READ: Luke 14
THINK: “Go out to the roads and country lanes and compel them to come in, so that my house will be full.” – Luke 14:23
We make so many excuses for not going out to the roads and the country lanes, to our schools, our workplaces, and our neighborhoods and compelling those around us to come in. We have so many reasons, that we can always justify within our own minds, for why we don’t need to go out and share our faith. We constantly have excuses for why the Great Commission to “go and make disciples” doesn’t apply to us, for why Jesus parable in Luke 14 was about somebody else. Why? Because we’re afraid. We’re deathly afraid that sowing the seeds of the gospel in our world might cost us something. And we’re not willing to pay the price. Our self-centered, materialistic American ethos conflict directly with Jesus statement in Luke 14:33 that we must give up everything if we want to be his disciples. So we twist his words in a way that allows us to be comfortable believing that everything doesn’t really mean everything.
I don’t say this heap guilt on you. I say it to force you to take an honest look at the truth of your life and your walk with Christ. How many people have you told about Jesus in the last week? Month? Year? Decade?
It will absolutely cost you something to sow the seeds of the gospel. If Jesus is to be believed (spoiler alert: I think he is) it will cost you everything. But here’s the catch: I think it’s worth it. I think what we’re getting by giving up everything for Jesus is immeasurably better than what we’re giving up. Even if it isn’t easy. Even if it’s painful. Psalm 126:5 says that, “Those who sow with tears will reap with songs of joy.”
Del Tarr, a missionary to Africa, tells the following story: “In the Sahel [area of the Sahara Desert], all the moisture comes in a four month period: May, June, July, and August. After that, not a drop of rain falls for eight months. The ground cracks from dryness, and so do your hands and feet. The winds of the Sahara pick up the dust and throw it thousands of feet into the air. It then comes slowly drifting across West Africa as a fine grit. It gets inside your mouth. It gets inside your watch and stops it. The year’s food, of course, must all be grown in those four months. People grow sorghum or milo in small fields.
October and November…these are beautiful months. The granaries are full – the harvest has come. People sing and dance. They eat two meals a day. The sorghum is ground between two stones to make flour and then a mush with the consistency of yesterday’s Cream of Wheat. The sticky mush is eaten hot; they roll it into little balls between their fingers, drop it into a bit of sauce and then pop it into their mouths. The meal lies heavy on their stomachs so they can sleep.

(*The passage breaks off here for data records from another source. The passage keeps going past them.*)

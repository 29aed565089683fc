pub mod change;
pub mod orientation;

pub use change::{
    ChangeCallback, OrientationEvent, RawCallback, RawEvent, RawSignal, TargetId, CHANGE_EVENT,
};
pub use orientation::{LockType, OrientationType};
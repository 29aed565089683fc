use std::sync::Arc;
use tracing::{info, warn};

use crate::error::Result;
use crate::events::LockType;
use crate::orientation::OrientationApi;

/// Одноразовый отчёт: текущее состояние фасада и доступность lock
pub struct ReportWatcher {
    orientation: Arc<dyn OrientationApi>,
}

impl ReportWatcher {
    pub fn new(orientation: Arc<dyn OrientationApi>) -> Self {
        Self { orientation }
    }
}

#[async_trait::async_trait]
impl super::r#trait::WatcherTrait for ReportWatcher {
    async fn run(self: Box<Self>) -> Result<()> {
        info!(
            "Текущая ориентация: {} (angle {})",
            self.orientation.orientation_type(),
            self.orientation.angle()
        );

        match self.orientation.lock(LockType::LandscapePrimary).await {
            Ok(lock_type) => {
                info!("lock() успешен: {}", lock_type);
                self.orientation.unlock();
            }
            Err(e) => warn!("lock() недоступен: {}", e),
        }

        Ok(())
    }
}
use std::sync::Arc;

use crate::events::{RawCallback, RawSignal};
use crate::host::Host;

/// Единый интерфейс над источником change-уведомлений.
/// По одной реализации на вариант источника; фасад не делает
/// никаких проверок формы делегата во время работы.
pub(crate) trait EventDelegate: Send + Sync {
    /// Имя события, которым оперирует нижележащий источник
    fn event_name(&self) -> &str;

    fn add(&self, cb: RawCallback);

    fn remove(&self, cb: &RawCallback);

    fn dispatch(&self, signal: RawSignal);

    fn handler_slot(&self) -> Option<RawCallback>;

    fn set_handler_slot(&self, cb: Option<RawCallback>);
}

/// Делегат вокруг screen со стандартным или вендорным именем события
pub(crate) struct ScreenDelegate {
    host: Arc<dyn Host>,
    event: &'static str,
}

impl ScreenDelegate {
    pub(crate) fn new(host: Arc<dyn Host>, event: &'static str) -> Self {
        Self { host, event }
    }
}

impl EventDelegate for ScreenDelegate {
    fn event_name(&self) -> &str {
        self.event
    }

    fn add(&self, cb: RawCallback) {
        self.host.screen().add_listener(self.event, cb);
    }

    fn remove(&self, cb: &RawCallback) {
        self.host.screen().remove_listener(self.event, cb);
    }

    fn dispatch(&self, signal: RawSignal) {
        self.host.screen().dispatch(self.event, signal);
    }

    fn handler_slot(&self) -> Option<RawCallback> {
        self.host.screen().handler_slot(self.event)
    }

    fn set_handler_slot(&self, cb: Option<RawCallback>) {
        self.host.screen().set_handler_slot(self.event, cb);
    }
}

/// Делегат вокруг легаси-слота window.onorientationchange
pub(crate) struct WindowDelegate {
    host: Arc<dyn Host>,
}

impl WindowDelegate {
    pub(crate) const EVENT: &'static str = "orientationchange";

    pub(crate) fn new(host: Arc<dyn Host>) -> Self {
        Self { host }
    }
}

impl EventDelegate for WindowDelegate {
    fn event_name(&self) -> &str {
        Self::EVENT
    }

    fn add(&self, cb: RawCallback) {
        self.host.window().add_listener(cb);
    }

    fn remove(&self, cb: &RawCallback) {
        self.host.window().remove_listener(cb);
    }

    fn dispatch(&self, signal: RawSignal) {
        self.host.window().dispatch(signal);
    }

    fn handler_slot(&self) -> Option<RawCallback> {
        self.host.window().handler_slot()
    }

    fn set_handler_slot(&self, cb: Option<RawCallback>) {
        self.host.window().set_handler_slot(cb);
    }
}
use once_cell::sync::Lazy;
use serde::{Deserialize, Serialize};
use std::collections::HashMap;
use std::fmt;

/// Четыре канонические ориентации экрана
#[derive(Debug, Clone, Copy, PartialEq, Eq, Hash, Serialize, Deserialize)]
#[serde(rename_all = "kebab-case")]
pub enum OrientationType {
    PortraitPrimary,
    PortraitSecondary,
    LandscapePrimary,
    LandscapeSecondary,
}

/// Отображение легаси-угла window.orientation в тип ориентации
static ANGLE_MAP: Lazy<HashMap<i32, OrientationType>> = Lazy::new(|| {
    HashMap::from([
        (90, OrientationType::LandscapePrimary),
        (-90, OrientationType::LandscapeSecondary),
        (0, OrientationType::PortraitPrimary),
        (180, OrientationType::PortraitSecondary),
    ])
});

impl OrientationType {
    pub fn as_str(&self) -> &'static str {
        match self {
            OrientationType::PortraitPrimary => "portrait-primary",
            OrientationType::PortraitSecondary => "portrait-secondary",
            OrientationType::LandscapePrimary => "landscape-primary",
            OrientationType::LandscapeSecondary => "landscape-secondary",
        }
    }

    pub fn from_angle(angle: i32) -> Option<Self> {
        ANGLE_MAP.get(&angle).copied()
    }

    /// Легаси-угол, которым хост объявил бы эту ориентацию
    pub fn to_angle(&self) -> i32 {
        match self {
            OrientationType::PortraitPrimary => 0,
            OrientationType::PortraitSecondary => 180,
            OrientationType::LandscapePrimary => 90,
            OrientationType::LandscapeSecondary => -90,
        }
    }

    pub fn is_landscape(&self) -> bool {
        matches!(
            self,
            OrientationType::LandscapePrimary | OrientationType::LandscapeSecondary
        )
    }
}

impl fmt::Display for OrientationType {
    fn fmt(&self, f: &mut fmt::Formatter<'_>) -> fmt::Result {
        f.write_str(self.as_str())
    }
}

/// Значения lockType по словарю W3C Screen Orientation
#[derive(Debug, Clone, Copy, PartialEq, Eq, Hash, Serialize, Deserialize)]
#[serde(rename_all = "kebab-case")]
pub enum LockType {
    Any,
    Natural,
    Landscape,
    Portrait,
    PortraitPrimary,
    PortraitSecondary,
    LandscapePrimary,
    LandscapeSecondary,
}

impl LockType {
    pub fn as_str(&self) -> &'static str {
        match self {
            LockType::Any => "any",
            LockType::Natural => "natural",
            LockType::Landscape => "landscape",
            LockType::Portrait => "portrait",
            LockType::PortraitPrimary => "portrait-primary",
            LockType::PortraitSecondary => "portrait-secondary",
            LockType::LandscapePrimary => "landscape-primary",
            LockType::LandscapeSecondary => "landscape-secondary",
        }
    }
}

impl fmt::Display for LockType {
    fn fmt(&self, f: &mut fmt::Formatter<'_>) -> fmt::Result {
        f.write_str(self.as_str())
    }
}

December comes, and the granaries start to recede. Many families omit the morning meal. Certainly by January not one family in fifty is still eating two meals a day. By February, the evening meal diminishes. The meal shrinks even more during March and children succumb to sickness. You don’t stay well on half a meal a day.
April is the month that haunts my memory. In it you hear the babies crying in the twilight. Most of the days are passed with only an evening cup of gruel.

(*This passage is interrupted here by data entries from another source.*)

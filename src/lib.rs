//! orient-rust: единый объект screen orientation в духе W3C Screen Orientation.
//!
//! Детектирует конформную родную реализацию у хоста; если её нет —
//! синтезирует фасад с тем же контрактом (addEventListener / onchange /
//! type / angle / lock / unlock) поверх первого доступного источника
//! уведомлений: слоты screen, легаси-слот window либо self-hosted
//! диспетчер на медиазапросе.

pub mod config;
pub mod error;
pub mod events;
pub mod host;
pub mod orientation;
pub mod services;

pub use error::{OrientError, Result};
pub use events::{
    ChangeCallback, LockType, OrientationEvent, OrientationType, RawEvent, RawSignal, TargetId,
};
pub use host::{Host, HostScreen, HostWindow, MediaQuery, SimulatedHost};
pub use orientation::{get_orientation, install, Orientation, OrientationApi};
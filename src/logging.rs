//! Logging system setup
//!
//! The library only emits `tracing` events; hosts that want them printed
//! call [`init`] once at startup.

use crate::config::LoggingSettings;
use tracing_subscriber::{EnvFilter, fmt, prelude::*};

/// Install the global subscriber.
///
/// `RUST_LOG` overrides `settings.level` when set. Returns an error if a
/// global subscriber is already installed.
pub fn init(settings: &LoggingSettings) -> Result<(), tracing_subscriber::util::TryInitError> {
    let filter = EnvFilter::try_from_default_env()
        .unwrap_or_else(|_| EnvFilter::new(&settings.level));

    if settings.json_format {
        tracing_subscriber::registry()
            .with(filter)
            .with(fmt::layer().json().with_target(false))
            .try_init()
    } else {
        tracing_subscriber::registry()
            .with(filter)
            .with(fmt::layer().with_target(false))
            .try_init()
    }
}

Then, inevitably, it happens. A six-or seven-year-old boy comes running to his father one day with sudden excitement. “Daddy! Daddy! We’ve got grain!” he shouts. “Son, you know we haven’t had grain for weeks.” “Yes, we have!” the boy insists. “Out in the hut where we keep the goats — there’s a leather sack hanging up on the wall — I reached up and put my hand down in there — Daddy, there’s grain in there! Give it to Mommy so she can make flour, and tonight our tummies can sleep!”
The father stands motionless. “Son, we can’t do that,” he softly explains. “That’s next year’s seed grain. It’s the only thing between us and starvation. We’re waiting for the rains, and then we must use it.” The rains finally arrive in May, and when they do the young boy watches as his father takes the sack from the wall and does the most unreasonable thing imaginable: Instead of feeding his desperately weakened family, he goes to the field and with tears streaming down his face, he takes the precious seed and throws it away. He scatters it in the dirt! Why? Because he believes in the harvest!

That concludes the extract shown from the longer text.